Contrary to the TNM systems for most other organ systems that use 4 stage categories, our proposed staging system includes only 3 stages. This is the result of our observation that, especially when using the Masaoka and Tsuchiya systems, a statistically significant survival difference is noted only when combining several stage categories (the stages representing local tumor involvement) and comparing with the stages constituting more widespread dissemination. Therefore, in our opinion, it is preferable to condense the 4 categories into 3 (with stage I and II representing regional involvement and stage III representing extrathoracic spread or metastasis) to achieve more prognostically significant results.

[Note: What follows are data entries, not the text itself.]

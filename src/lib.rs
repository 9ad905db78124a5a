#![cfg_attr(not(feature = "with-std"), no_std)]
//  Lints
#![allow(clippy::module_inception)]

//! #   The DArray Library
//!
//! A growable array of opaque handles, whose memory is managed by a caller-supplied allocator record.
//!
//! -   The `DynamicArray`: a `Vec`-like container bounded by capacity, rather than length.
//! -   The `Allocator`: four function slots (allocate, zero-allocate, reallocate, free), copied into each array.
//! -   The `Status`: the closed set of status codes, with their human-readable descriptions.
//!
//! The `api` module exposes every operation in status-returning form, over an optional target.

pub mod allocator;
pub mod api;
pub mod array;
pub mod failure;
pub mod status;

mod utils;

use self::utils::root;
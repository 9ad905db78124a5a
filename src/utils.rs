//! Internal utilities.

pub mod root;

#[cfg(test)]
pub mod tester;
//! Re-export core/std facilities under a unified name.

#[cfg(not(feature = "with-std"))]
pub use core::{alloc, cell, cmp, fmt, marker, mem, ptr, result, slice};

#[cfg(feature = "with-std")]
pub use std::{alloc, cell, cmp, fmt, marker, mem, ptr, result, slice};

#[cfg(feature = "with-std")]
pub use std::error;

#[cfg(not(feature = "with-std"))]
pub mod error {

pub trait Error : super::fmt::Debug + super::fmt::Display {}

}
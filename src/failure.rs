//! The Failure and Result types of this library.
//!
//! The `DynamicArray` relies on a caller-supplied allocator, any of whose slots may be unset, and any of whose
//! allocations may fail. Any method which attempts to allocate memory, release memory, or access an element, may thus
//! fail. The cause of the error is then represented as a `Failure`.
//!
//! All faillible methods come in two versions:
//!
//! -   A faillible `try_xxx` version, which returns a `Result` with `Failure` as the error type.
//! -   A convenience `xxx` version, which invokes the `try_xxx` version and panics in case of error.

use super::root::{error, fmt, result};

/// Universal Failure type of this library.
///
/// The variants are listed in the order of their numeric status code, see `Status::code`.
#[derive(Clone, Copy, Debug, Hash, Eq, PartialEq, Ord, PartialOrd)]
pub enum Failure {
    /// The allocator could not allocate memory.
    AllocationFailure,
    /// The target of the operation is absent.
    NullTarget,
    /// Reserved: an element was accessed at an invalid index.
    InvalidIndexAccess,
    /// The index is greater than, or equal to, the capacity.
    IndexOutOfCapacity,
    /// The capacity, or the number of bytes it requires, cannot be computed without overflowing.
    MaxCapacityReached,
    /// The allocator slot required by the operation is unset.
    NullFunctionPointer,
    /// Reserved: the end of an iteration was reached.
    IteratorEnd,
}

impl Failure {
    /// Returns the human-readable description of the failure.
    ///
    /// ```
    /// #   use darray::failure::Failure;
    /// assert_eq!("memory allocation error", Failure::AllocationFailure.description());
    /// ```
    pub const fn description(self) -> &'static str {
        match self {
            Failure::AllocationFailure => "memory allocation error",
            Failure::NullTarget => "null pointer is not allowed",
            Failure::InvalidIndexAccess => "invalid access to element of index",
            Failure::IndexOutOfCapacity => "index can't be larger than the capacity",
            Failure::MaxCapacityReached => "collection reached max capacity",
            Failure::NullFunctionPointer => "null function pointer is not allowed",
            Failure::IteratorEnd => "end of iterator",
        }
    }
}

impl error::Error for Failure {}

impl fmt::Display for Failure {
    fn fmt(&self, f: &mut fmt::Formatter<'_>) -> fmt::Result {
        write!(f, "{:?}: {}", self, self.description())
    }
}

/// Universal Result type of this library.
pub type Result<T> = result::Result<T, Failure>;
//! Pure view-model derivations over fetched providers. Nothing here does I/O.

use reqwest::Url;
use serde::Serialize;

use crate::models::{Provider, ProviderId, RecommendationStrength, Review};

pub const STAR_COUNT: usize = 5;
pub const MAX_VISIBLE_REVIEWS: usize = 5;

#[derive(Debug, Clone, Copy, PartialEq, Eq, Serialize)]
#[serde(rename_all = "lowercase")]
pub enum StarCell {
    Full,
    Half,
    Empty,
}

/// Splits a rating into exactly five cells: `floor(rating)` full, one half when
/// the remainder is at least 0.5, the rest empty. Out-of-range input is clamped.
pub fn star_cells(rating: f64) -> [StarCell; STAR_COUNT] {
    let rating = if rating.is_nan() { 0.0 } else { rating.clamp(0.0, STAR_COUNT as f64) };
    let full = rating.floor() as usize;
    let half = full < STAR_COUNT && rating - rating.floor() >= 0.5;

    let mut cells = [StarCell::Empty; STAR_COUNT];
    for cell in cells.iter_mut().take(full) {
        *cell = StarCell::Full;
    }
    if half {
        cells[full] = StarCell::Half;
    }
    cells
}

pub fn rating_label(rating: f64) -> String {
    format!("{rating:.1}")
}

#[derive(Debug, Clone, Copy, PartialEq, Eq, Serialize)]
#[serde(rename_all = "lowercase")]
pub enum BadgeTone {
    Success,
    Info,
    Accent,
    Neutral,
}

impl RecommendationStrength {
    pub fn badge(&self) -> BadgeTone {
        match self {
            RecommendationStrength::HighlyRecommended => BadgeTone::Success,
            RecommendationStrength::StronglyRecommended => BadgeTone::Info,
            RecommendationStrength::Recommended => BadgeTone::Accent,
            RecommendationStrength::Unclassified(_) => BadgeTone::Neutral,
        }
    }
}

#[derive(Debug, Clone, PartialEq, Serialize)]
pub struct DistributionBar {
    pub stars: u8,
    pub count: u32,
    pub percent: f64,
}

/// One bar per star level, five stars first. Bars are display widths and need
/// not sum to 100.
pub fn distribution_bars(provider: &Provider) -> Vec<DistributionBar> {
    let total = provider.reviews_count.unwrap_or(0);
    (1..=STAR_COUNT as u8)
        .rev()
        .map(|stars| {
            let count = provider
                .review_distribution
                .as_ref()
                .and_then(|d| d.bucket(stars))
                .unwrap_or(0);
            DistributionBar {
                stars,
                count,
                percent: percentage(count, total),
            }
        })
        .collect()
}

pub fn percentage(count: u32, total: u32) -> f64 {
    if total == 0 {
        return 0.0;
    }
    f64::from(count) * 100.0 / f64::from(total)
}

/// The first few reviews in the order the source returned them.
pub fn visible_reviews(provider: &Provider) -> &[Review] {
    let reviews = provider.reviews.as_deref().unwrap_or(&[]);
    &reviews[..reviews.len().min(MAX_VISIBLE_REVIEWS)]
}

/// Relative link into the booking view carrying the provider's identity.
pub fn booking_link(provider: &Provider) -> String {
    let phone = provider
        .full_phone
        .as_deref()
        .filter(|p| !p.is_empty())
        .unwrap_or(&provider.contact);
    let email = provider.email.as_deref().unwrap_or("");

    match Url::parse_with_params(
        "http://localhost/booking",
        &[
            ("provider", provider.name.as_str()),
            ("service", provider.service_type.as_str()),
            ("phone", phone),
            ("email", email),
        ],
    ) {
        Ok(url) => format!("{}?{}", url.path(), url.query().unwrap_or("")),
        Err(_) => "/booking".to_string(),
    }
}

#[derive(Debug, Clone, Serialize)]
pub struct ProviderCard {
    pub id: ProviderId,
    pub rank: u32,
    pub name: String,
    pub strength: RecommendationStrength,
    pub badge: BadgeTone,
    pub stars: [StarCell; STAR_COUNT],
    pub rating_label: String,
    pub reviews_count: Option<u32>,
    pub service_type: String,
    pub neighborhood: String,
    pub contact: String,
    pub website: Option<String>,
    pub address: Option<String>,
    pub distribution: Vec<DistributionBar>,
    pub reviews: Vec<Review>,
    pub booking_link: String,
}

impl ProviderCard {
    pub fn from_provider(provider: &Provider) -> Self {
        let address = match (provider.street.as_deref(), provider.postal_code.as_deref()) {
            (Some(street), Some(postal)) => Some(format!("{street}, {postal}")),
            (Some(street), None) => Some(street.to_string()),
            (None, Some(postal)) => Some(postal.to_string()),
            (None, None) => None,
        };

        Self {
            id: provider.id.clone(),
            rank: provider.rank,
            name: provider.name.clone(),
            strength: provider.recommendation_strength.clone(),
            badge: provider.recommendation_strength.badge(),
            stars: star_cells(provider.rating),
            rating_label: rating_label(provider.rating),
            reviews_count: provider.reviews_count,
            service_type: provider.service_type.clone(),
            neighborhood: provider.neighborhood.clone(),
            contact: provider.contact.clone(),
            website: provider.website.clone(),
            address,
            distribution: distribution_bars(provider),
            reviews: visible_reviews(provider).to_vec(),
            booking_link: booking_link(provider),
        }
    }
}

Another important issue to address was the categorization of lymph node status. In our experience, lymph node dissection in thymic carcinoma is still performed rather randomly (∼40% of cases) and not in any systematic way. We therefore encountered difficulties staging our cases using the proposed Tsuchiya system, which seems to rely heavily on consistent and standardized lymph node sampling and requires separation of lymph nodes into anterior mediastinal, intrathoracic, and extrathoracic groups. We strongly believe that unless further improvements and standardization of lymph node sampling in these tumors is not achieved, a more simplified approach in terms of lymph node staging (using N0 and N1 categories only) is justified. Contrary to the beliefs of Tsuchiya et al,5 we previously showed (see part 1) that lymph node metastasis is a poor prognostic factor in thymic carcinoma; hence all cases with lymph node involvement were placed in stage III of our proposed system.
According to our observations, our proposed staging system for thymic carcinomas encompasses 3 stage categories based on the extent of regional involvement (stages I and II) and metastatic or distant disease (stage III). Survival analysis of the data derived from our cases applied to the Masaoka, Tsuchiya, and our proposed systems showed that only in our system was the difference of survival between the individual stages statistically significant, implying that our approach to staging seems better suited to this tumor type.
We have devised a new system for the staging of thymic carcinomas based on our experience with 33 cases of this neoplasm (including 9 subtypes) and comparison with the Masaoka and Tsuchiya proposed staging systems. We have demonstrated that for the purpose of staging thymic carcinomas, a simplified approach as represented by our system not only seems more practical but also correlates better with the clinical outcome in this patient group. We propose that until more data become available from larger series of cases and surgery is performed in a more consistent and standardized manner, our system represents the most useful tool for the staging of thymic carcinomas.
We thank Carmen Behrens, MD, for help with statistical analysis.